PROBLEM REQUIREMENTS: Within the material below, how many lines include the word "String"? Only the number should be given.

DATA FOR ANALYSIS:
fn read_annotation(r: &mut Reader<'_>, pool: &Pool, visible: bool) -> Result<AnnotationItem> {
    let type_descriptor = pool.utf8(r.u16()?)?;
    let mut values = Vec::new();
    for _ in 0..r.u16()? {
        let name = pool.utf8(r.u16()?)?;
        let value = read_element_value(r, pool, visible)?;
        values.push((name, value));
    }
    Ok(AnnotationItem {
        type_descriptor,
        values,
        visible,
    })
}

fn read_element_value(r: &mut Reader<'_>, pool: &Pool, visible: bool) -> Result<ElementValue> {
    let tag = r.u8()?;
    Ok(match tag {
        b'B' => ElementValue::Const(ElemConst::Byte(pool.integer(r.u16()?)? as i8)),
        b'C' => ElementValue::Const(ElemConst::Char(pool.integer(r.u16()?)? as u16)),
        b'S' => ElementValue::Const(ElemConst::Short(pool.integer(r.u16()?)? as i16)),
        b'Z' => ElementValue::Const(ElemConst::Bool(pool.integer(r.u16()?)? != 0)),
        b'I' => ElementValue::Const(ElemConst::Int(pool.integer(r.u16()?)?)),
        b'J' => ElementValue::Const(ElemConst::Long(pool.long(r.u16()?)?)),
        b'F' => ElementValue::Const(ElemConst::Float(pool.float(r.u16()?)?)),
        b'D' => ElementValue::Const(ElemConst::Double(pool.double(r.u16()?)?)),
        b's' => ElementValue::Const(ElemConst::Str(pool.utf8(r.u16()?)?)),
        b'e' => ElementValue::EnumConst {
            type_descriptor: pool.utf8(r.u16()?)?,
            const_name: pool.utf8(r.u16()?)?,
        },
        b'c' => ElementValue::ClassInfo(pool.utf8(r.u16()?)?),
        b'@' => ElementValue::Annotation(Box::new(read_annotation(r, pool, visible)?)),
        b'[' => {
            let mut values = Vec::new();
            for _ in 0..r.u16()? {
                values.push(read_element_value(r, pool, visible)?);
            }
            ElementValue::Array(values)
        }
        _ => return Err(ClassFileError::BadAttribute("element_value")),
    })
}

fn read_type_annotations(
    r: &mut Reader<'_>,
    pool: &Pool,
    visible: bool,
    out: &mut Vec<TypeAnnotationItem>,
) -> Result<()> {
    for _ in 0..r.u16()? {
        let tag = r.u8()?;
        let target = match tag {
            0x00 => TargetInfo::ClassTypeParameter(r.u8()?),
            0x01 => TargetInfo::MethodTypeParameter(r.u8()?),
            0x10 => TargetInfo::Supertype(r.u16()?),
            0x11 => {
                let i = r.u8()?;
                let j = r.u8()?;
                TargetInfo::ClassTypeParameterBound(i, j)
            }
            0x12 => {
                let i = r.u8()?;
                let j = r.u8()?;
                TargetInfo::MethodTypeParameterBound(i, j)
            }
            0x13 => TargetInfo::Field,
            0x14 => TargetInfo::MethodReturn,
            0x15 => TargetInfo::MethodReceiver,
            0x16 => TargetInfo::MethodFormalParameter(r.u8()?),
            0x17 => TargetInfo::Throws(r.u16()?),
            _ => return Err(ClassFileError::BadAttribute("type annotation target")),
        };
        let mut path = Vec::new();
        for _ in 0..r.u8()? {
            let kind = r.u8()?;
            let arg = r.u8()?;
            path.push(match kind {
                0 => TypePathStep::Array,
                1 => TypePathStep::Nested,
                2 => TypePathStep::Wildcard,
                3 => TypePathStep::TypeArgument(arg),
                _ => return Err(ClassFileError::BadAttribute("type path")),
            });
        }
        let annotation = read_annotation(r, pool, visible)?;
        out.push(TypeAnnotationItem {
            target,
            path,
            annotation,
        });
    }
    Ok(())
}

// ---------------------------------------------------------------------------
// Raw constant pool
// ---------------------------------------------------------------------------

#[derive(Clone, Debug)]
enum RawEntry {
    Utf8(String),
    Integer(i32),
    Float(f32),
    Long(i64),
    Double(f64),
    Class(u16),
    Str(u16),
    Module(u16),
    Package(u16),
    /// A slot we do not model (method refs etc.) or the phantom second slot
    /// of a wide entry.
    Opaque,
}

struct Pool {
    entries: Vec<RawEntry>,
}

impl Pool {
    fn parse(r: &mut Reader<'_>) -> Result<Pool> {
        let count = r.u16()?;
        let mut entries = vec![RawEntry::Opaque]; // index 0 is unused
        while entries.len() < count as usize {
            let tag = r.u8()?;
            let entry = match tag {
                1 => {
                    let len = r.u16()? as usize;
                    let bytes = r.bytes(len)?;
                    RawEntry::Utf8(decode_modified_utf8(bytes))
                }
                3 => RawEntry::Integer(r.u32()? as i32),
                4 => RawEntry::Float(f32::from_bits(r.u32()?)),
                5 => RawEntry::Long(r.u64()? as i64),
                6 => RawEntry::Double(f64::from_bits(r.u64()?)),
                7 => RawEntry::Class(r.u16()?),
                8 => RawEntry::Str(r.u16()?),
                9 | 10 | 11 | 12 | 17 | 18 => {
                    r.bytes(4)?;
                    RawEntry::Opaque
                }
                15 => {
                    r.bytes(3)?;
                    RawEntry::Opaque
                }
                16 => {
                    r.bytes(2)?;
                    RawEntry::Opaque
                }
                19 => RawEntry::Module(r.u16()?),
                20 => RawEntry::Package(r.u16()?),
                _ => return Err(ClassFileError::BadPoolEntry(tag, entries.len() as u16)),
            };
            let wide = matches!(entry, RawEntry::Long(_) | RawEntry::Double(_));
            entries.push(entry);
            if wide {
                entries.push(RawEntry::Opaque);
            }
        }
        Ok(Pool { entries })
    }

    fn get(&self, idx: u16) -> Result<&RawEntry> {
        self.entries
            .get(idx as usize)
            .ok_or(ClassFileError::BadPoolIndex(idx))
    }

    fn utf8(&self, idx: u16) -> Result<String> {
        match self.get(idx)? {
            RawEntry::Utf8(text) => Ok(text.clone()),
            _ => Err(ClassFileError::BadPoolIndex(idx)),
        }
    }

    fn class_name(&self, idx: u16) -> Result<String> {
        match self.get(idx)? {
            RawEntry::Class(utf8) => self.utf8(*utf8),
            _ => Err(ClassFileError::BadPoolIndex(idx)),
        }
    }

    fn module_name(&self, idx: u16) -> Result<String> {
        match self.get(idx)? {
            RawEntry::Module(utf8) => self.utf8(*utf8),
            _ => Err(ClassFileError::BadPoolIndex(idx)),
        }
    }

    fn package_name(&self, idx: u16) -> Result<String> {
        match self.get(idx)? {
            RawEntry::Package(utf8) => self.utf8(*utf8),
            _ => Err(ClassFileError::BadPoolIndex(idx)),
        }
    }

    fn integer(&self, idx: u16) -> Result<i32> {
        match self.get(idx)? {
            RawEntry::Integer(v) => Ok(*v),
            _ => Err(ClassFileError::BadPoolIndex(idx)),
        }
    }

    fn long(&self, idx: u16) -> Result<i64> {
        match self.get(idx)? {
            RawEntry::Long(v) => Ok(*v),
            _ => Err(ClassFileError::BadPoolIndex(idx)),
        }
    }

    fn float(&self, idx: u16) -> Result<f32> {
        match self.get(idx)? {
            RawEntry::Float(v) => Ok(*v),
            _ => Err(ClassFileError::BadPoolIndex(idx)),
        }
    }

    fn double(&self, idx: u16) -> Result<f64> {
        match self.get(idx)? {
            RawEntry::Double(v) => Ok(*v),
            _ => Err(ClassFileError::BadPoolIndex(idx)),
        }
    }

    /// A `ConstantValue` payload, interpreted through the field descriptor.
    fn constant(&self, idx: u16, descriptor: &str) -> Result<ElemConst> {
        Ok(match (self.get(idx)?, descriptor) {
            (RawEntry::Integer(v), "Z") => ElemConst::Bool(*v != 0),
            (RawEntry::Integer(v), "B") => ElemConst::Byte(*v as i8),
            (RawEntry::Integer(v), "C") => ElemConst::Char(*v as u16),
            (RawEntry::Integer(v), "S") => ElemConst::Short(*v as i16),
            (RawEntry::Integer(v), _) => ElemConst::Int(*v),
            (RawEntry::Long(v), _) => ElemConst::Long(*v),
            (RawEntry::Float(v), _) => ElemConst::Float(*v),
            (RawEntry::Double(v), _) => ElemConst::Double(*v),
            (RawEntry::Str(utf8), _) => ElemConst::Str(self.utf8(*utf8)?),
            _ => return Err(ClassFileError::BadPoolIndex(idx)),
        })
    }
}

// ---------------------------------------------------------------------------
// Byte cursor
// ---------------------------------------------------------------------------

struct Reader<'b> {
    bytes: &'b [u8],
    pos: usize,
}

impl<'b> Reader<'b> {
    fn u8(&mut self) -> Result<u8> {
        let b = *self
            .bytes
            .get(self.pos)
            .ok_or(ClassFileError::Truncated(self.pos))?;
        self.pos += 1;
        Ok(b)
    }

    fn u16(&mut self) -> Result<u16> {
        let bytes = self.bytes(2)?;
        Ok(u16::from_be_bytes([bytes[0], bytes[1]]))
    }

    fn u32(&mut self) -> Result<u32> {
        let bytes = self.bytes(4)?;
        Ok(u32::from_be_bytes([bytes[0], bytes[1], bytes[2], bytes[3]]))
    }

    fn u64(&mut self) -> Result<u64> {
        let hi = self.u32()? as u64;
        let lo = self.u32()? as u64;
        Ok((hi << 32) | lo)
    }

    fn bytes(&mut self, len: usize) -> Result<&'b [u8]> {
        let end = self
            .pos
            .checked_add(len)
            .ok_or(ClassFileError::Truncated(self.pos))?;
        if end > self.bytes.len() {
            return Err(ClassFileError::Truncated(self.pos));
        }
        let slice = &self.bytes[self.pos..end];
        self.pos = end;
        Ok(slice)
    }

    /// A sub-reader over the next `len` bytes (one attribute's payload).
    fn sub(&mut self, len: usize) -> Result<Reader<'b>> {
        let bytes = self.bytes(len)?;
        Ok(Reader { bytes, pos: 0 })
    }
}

RESULT OF THE EXERCISE: 5